* _Collected data entries_:
+ + + + +
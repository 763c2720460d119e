use anyhow::{Context, Result};
use clap::Parser;
use std::fs;
use std::path::{Path, PathBuf};
use terra_vision::{analyze, AnalysisConfig, ColorSpace, DifferenceMode, Image};
use tracing::info;
use tracing_subscriber::EnvFilter;

#[derive(Parser, Debug)]
#[command(name = "change_tester")]
#[command(version = env!("CARGO_PKG_VERSION"))]
#[command(about = "Compares two captures of the same area and writes a change report", long_about = None)]
struct Cli {
    /// The earlier capture.
    before: PathBuf,

    /// The later capture.
    after: PathBuf,

    /// Directory receiving heatmap.png, overlay.png and report.json.
    #[arg(short, long, default_value = "change_output")]
    output: PathBuf,

    /// JSON file with an `AnalysisConfig`; missing fields keep their defaults.
    #[arg(short, long)]
    config: Option<PathBuf>,

    /// Fixed change threshold in [0, 1].
    #[arg(long, conflicts_with = "adaptive")]
    threshold: Option<f64>,

    /// Derive the threshold from the difference map.
    #[arg(long)]
    adaptive: bool,

    #[arg(long)]
    min_region_area: Option<usize>,

    #[arg(long)]
    max_shift: Option<u32>,

    /// grayscale, rgb, hsv or lab.
    #[arg(long, value_parser = parse_color_space)]
    color_space: Option<ColorSpace>,

    /// Odd morphology kernel size; 1 disables cleanup.
    #[arg(long)]
    kernel: Option<u32>,

    /// Average the difference map over square blocks of this size.
    #[arg(long)]
    block_size: Option<u32>,

    /// Outline every region's bounding box on the overlay.
    #[arg(long)]
    boxes: bool,
}

fn parse_color_space(value: &str) -> Result<ColorSpace, String> {
    match value.to_ascii_lowercase().as_str() {
        "grayscale" | "gray" => Ok(ColorSpace::Grayscale),
        "rgb" => Ok(ColorSpace::Rgb),
        "hsv" => Ok(ColorSpace::Hsv),
        "lab" => Ok(ColorSpace::Lab),
        other => Err(format!("unknown color space `{other}`")),
    }
}

impl Cli {
    fn analysis_config(&self) -> Result<AnalysisConfig> {
        let mut config = match &self.config {
            Some(path) => {
                let text = fs::read_to_string(path)
                    .with_context(|| format!("reading config {}", path.display()))?;
                AnalysisConfig::from_json(&text)
                    .with_context(|| format!("parsing config {}", path.display()))?
            }
            None => AnalysisConfig::default(),
        };

        if self.adaptive {
            config.threshold = None;
        } else if let Some(threshold) = self.threshold {
            config.threshold = Some(threshold);
        }
        if let Some(area) = self.min_region_area {
            config.min_region_area = area;
        }
        if let Some(shift) = self.max_shift {
            config.alignment_max_shift = shift;
        }
        if let Some(color_space) = self.color_space {
            config.color_space = color_space;
        }
        if let Some(kernel) = self.kernel {
            config.morphology_kernel_size = kernel;
        }
        if let Some(size) = self.block_size {
            config.difference_mode = DifferenceMode::Block { size };
        }
        if self.boxes {
            config.visualization.draw_region_boxes = true;
        }
        Ok(config)
    }
}

fn load(path: &Path) -> Result<Image> {
    let decoded = image::open(path).with_context(|| format!("decoding {}", path.display()))?;
    Ok(Image::from_dynamic(&decoded))
}

fn main() -> Result<()> {
    tracing_subscriber::fmt()
        .with_env_filter(EnvFilter::try_from_default_env().unwrap_or_else(|_| EnvFilter::new("info")))
        .with_target(false)
        .init();

    // --- 1. Argument Parsing & Setup ---
    let cli = Cli::parse();
    let config = cli.analysis_config()?;

    // --- 2. Image Decoding ---
    let before = load(&cli.before)?;
    let after = load(&cli.after)?;
    info!(
        before = %cli.before.display(),
        after = %cli.after.display(),
        "loaded {}x{} and {}x{}",
        before.width(),
        before.height(),
        after.width(),
        after.height()
    );

    // --- 3. Analysis ---
    let (report, artifact) = analyze(&before, &after, &config).context("change analysis failed")?;

    // --- 4. Output ---
    fs::create_dir_all(&cli.output).with_context(|| format!("creating {}", cli.output.display()))?;
    let heatmap_path = cli.output.join("heatmap.png");
    let overlay_path = cli.output.join("overlay.png");
    let report_path = cli.output.join("report.json");

    artifact
        .heatmap
        .save(&heatmap_path)
        .with_context(|| format!("writing {}", heatmap_path.display()))?;
    artifact
        .overlay
        .save(&overlay_path)
        .with_context(|| format!("writing {}", overlay_path.display()))?;
    fs::write(&report_path, report.to_json()?).with_context(|| format!("writing {}", report_path.display()))?;

    info!(
        regions = report.region_count(),
        changed = report.total_changed_pixels,
        "{:.2}% of the area changed",
        report.percent_changed * 100.0
    );
    for region in report.regions.iter().take(10) {
        info!(
            id = region.id,
            area = region.area,
            "centroid ({:.1}, {:.1}), mean intensity {:.3}",
            region.centroid.0,
            region.centroid.1,
            region.mean_intensity
        );
    }
    println!("Analysis complete. Output saved to {}", cli.output.display());
    Ok(())
}

#[cfg(test)]
mod tests {
    use super::*;

    #[test]
    fn cli_overrides_replace_defaults() {
        let cli = Cli::parse_from([
            "change_tester",
            "a.png",
            "b.png",
            "--threshold",
            "0.2",
            "--kernel",
            "3",
            "--color-space",
            "rgb",
            "--block-size",
            "4",
        ]);
        let config = cli.analysis_config().unwrap();
        assert_eq!(config.threshold, Some(0.2));
        assert_eq!(config.morphology_kernel_size, 3);
        assert_eq!(config.color_space, ColorSpace::Rgb);
        assert_eq!(config.difference_mode, DifferenceMode::Block { size: 4 });
    }

    #[test]
    fn adaptive_flag_clears_the_threshold() {
        let cli = Cli::parse_from(["change_tester", "a.png", "b.png", "--adaptive"]);
        assert_eq!(cli.analysis_config().unwrap().threshold, None);
    }

    #[test]
    fn unknown_color_space_is_rejected() {
        assert!(parse_color_space("cmyk").is_err());
        assert_eq!(parse_color_space("LAB"), Ok(ColorSpace::Lab));
    }
}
+ + + + +
* _The problem_: Every line with "EnvFilter" in it should be copied from the entries above.

* _Response box_:
use tracing_subscriber::EnvFilter;
        .with_env_filter(EnvFilter::try_from_default_env().unwrap_or_else(|_| EnvFilter::new("info")))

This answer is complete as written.